• [THE PROBLEM]: Each line of the listing below that includes "writes" should be reported.

• [RECORDS]:
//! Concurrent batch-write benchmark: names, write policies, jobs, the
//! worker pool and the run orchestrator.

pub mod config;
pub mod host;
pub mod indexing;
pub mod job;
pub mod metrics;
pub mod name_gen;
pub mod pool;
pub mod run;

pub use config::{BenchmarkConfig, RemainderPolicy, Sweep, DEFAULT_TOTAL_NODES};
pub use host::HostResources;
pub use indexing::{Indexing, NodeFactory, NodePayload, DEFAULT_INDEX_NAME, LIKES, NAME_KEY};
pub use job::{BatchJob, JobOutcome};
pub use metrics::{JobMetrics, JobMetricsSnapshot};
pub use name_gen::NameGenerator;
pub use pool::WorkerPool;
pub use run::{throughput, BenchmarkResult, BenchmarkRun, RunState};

==

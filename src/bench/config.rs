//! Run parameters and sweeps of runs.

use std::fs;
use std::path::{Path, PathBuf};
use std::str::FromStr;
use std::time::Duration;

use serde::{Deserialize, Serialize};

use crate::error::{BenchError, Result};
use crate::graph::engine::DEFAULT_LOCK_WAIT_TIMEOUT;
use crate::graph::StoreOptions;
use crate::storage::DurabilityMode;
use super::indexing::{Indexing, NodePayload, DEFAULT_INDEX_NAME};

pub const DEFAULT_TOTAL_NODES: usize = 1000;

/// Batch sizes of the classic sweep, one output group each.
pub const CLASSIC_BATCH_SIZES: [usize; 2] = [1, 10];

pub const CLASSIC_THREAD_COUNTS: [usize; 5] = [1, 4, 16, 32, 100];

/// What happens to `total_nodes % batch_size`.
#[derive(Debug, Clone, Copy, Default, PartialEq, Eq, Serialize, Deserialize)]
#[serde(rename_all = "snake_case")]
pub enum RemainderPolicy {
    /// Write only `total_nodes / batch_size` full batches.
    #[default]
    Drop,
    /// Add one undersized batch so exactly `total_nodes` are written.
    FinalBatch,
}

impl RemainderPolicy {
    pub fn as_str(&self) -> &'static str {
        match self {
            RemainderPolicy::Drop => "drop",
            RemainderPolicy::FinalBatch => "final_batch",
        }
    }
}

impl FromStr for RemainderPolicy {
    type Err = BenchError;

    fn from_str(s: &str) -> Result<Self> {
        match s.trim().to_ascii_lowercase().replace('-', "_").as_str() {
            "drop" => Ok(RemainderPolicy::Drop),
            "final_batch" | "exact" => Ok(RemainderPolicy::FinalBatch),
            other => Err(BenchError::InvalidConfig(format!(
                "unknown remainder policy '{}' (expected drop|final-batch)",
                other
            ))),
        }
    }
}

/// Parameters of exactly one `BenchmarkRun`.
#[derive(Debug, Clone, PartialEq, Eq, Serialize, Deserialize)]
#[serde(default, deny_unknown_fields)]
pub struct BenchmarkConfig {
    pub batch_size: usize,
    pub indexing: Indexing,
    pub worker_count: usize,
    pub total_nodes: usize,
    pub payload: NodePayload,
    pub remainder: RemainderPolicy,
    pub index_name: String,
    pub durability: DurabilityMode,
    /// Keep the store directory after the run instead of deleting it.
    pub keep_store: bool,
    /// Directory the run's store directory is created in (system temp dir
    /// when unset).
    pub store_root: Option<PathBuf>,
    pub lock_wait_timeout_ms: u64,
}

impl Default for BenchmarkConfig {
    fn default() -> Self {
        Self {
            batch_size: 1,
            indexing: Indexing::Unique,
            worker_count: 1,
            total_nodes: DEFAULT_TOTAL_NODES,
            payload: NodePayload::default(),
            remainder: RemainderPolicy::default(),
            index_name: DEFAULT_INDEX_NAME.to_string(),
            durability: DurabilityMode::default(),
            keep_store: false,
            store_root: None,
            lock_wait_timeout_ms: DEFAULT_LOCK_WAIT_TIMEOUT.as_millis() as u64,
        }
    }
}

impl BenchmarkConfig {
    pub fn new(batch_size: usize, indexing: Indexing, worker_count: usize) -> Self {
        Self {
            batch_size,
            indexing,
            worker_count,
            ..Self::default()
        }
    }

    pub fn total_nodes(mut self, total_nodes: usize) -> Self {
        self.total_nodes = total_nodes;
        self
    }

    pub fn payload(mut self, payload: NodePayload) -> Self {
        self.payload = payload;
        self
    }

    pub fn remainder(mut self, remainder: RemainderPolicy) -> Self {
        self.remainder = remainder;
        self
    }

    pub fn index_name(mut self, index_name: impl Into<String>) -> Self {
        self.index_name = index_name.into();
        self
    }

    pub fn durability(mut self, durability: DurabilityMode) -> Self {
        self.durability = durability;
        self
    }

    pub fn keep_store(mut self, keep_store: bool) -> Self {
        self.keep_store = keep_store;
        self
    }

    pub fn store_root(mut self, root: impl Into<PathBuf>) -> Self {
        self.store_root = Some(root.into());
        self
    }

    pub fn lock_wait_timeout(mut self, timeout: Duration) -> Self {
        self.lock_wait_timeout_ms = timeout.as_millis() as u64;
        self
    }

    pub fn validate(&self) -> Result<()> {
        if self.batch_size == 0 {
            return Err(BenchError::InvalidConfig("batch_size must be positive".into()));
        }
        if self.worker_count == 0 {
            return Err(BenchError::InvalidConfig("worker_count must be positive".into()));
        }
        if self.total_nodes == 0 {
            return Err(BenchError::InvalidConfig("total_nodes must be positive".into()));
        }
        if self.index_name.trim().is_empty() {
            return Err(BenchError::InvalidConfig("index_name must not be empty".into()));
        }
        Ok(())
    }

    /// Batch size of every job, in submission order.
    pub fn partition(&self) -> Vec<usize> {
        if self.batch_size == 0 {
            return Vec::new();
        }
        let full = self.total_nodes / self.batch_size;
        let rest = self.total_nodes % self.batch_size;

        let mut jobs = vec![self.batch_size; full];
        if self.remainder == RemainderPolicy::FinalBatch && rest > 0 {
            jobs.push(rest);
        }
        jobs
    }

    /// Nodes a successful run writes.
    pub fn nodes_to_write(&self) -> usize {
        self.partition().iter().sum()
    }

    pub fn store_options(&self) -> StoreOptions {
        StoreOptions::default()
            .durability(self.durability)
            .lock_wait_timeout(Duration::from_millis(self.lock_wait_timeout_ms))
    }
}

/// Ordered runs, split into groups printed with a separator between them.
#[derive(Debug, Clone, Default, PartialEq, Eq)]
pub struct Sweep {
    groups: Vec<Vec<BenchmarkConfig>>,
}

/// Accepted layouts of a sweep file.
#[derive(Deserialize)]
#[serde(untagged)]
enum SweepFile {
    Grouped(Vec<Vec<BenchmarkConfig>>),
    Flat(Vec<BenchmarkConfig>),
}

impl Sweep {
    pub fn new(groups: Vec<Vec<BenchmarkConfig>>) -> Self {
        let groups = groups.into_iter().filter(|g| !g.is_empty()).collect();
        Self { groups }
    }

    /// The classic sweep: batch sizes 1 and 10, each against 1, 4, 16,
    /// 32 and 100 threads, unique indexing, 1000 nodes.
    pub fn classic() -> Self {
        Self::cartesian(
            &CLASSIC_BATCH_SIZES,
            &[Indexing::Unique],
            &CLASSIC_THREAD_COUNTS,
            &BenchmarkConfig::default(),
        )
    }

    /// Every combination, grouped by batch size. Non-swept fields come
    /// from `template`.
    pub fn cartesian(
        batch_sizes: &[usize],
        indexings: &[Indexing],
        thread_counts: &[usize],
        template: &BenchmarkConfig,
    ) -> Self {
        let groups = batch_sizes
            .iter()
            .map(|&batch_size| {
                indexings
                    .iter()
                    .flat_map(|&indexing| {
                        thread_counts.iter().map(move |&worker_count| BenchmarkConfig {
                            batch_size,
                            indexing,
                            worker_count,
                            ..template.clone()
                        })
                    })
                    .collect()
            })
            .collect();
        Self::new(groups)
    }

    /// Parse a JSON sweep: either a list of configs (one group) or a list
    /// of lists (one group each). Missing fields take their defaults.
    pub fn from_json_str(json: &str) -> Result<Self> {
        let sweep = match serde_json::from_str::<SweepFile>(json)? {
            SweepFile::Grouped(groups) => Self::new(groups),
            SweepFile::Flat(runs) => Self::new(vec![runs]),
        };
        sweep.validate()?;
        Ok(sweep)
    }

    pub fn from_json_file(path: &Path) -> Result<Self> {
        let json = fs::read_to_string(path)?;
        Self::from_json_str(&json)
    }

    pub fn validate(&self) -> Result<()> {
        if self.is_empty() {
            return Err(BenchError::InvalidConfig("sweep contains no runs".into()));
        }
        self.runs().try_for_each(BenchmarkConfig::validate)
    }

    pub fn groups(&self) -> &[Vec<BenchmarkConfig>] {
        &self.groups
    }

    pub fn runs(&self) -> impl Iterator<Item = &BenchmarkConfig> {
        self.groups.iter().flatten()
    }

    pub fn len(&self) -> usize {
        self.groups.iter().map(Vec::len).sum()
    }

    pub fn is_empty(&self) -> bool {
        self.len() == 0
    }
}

* * *

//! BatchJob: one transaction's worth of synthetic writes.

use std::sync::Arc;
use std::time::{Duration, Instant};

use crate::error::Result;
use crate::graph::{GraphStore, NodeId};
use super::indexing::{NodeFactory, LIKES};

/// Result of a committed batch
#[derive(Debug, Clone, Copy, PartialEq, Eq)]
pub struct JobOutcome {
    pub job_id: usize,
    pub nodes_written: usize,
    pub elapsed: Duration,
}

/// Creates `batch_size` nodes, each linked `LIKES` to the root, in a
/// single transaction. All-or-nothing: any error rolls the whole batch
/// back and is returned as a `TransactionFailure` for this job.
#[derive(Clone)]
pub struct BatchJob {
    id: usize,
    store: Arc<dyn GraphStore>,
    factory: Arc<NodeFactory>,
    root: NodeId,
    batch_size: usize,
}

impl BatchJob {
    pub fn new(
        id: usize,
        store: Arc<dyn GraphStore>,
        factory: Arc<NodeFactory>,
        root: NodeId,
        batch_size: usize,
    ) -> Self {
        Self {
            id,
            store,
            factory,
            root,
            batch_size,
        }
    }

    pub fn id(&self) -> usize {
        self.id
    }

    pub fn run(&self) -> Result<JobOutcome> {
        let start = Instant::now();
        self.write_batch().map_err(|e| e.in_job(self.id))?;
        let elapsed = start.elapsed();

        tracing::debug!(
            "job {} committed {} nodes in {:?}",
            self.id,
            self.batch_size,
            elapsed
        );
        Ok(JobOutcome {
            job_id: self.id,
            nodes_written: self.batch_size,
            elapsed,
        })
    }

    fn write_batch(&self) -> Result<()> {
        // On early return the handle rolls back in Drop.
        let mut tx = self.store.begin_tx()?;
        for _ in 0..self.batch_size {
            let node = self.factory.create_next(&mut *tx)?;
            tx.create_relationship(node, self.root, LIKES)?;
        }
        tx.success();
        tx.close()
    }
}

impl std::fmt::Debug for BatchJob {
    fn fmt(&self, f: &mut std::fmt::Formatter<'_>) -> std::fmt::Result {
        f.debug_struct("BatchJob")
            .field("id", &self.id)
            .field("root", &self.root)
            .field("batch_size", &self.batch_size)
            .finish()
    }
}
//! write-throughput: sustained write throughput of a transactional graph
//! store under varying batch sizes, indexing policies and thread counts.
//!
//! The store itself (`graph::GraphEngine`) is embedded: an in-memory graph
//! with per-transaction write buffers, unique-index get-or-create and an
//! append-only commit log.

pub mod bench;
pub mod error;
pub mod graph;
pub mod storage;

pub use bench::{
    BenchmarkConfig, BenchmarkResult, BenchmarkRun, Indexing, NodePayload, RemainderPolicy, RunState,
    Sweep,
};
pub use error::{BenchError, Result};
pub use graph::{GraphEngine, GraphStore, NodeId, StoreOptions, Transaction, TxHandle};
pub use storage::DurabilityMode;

• [SOLUTION TO THIS TASK]:
    /// Nodes a successful run writes.
//! BatchJob: one transaction's worth of synthetic writes.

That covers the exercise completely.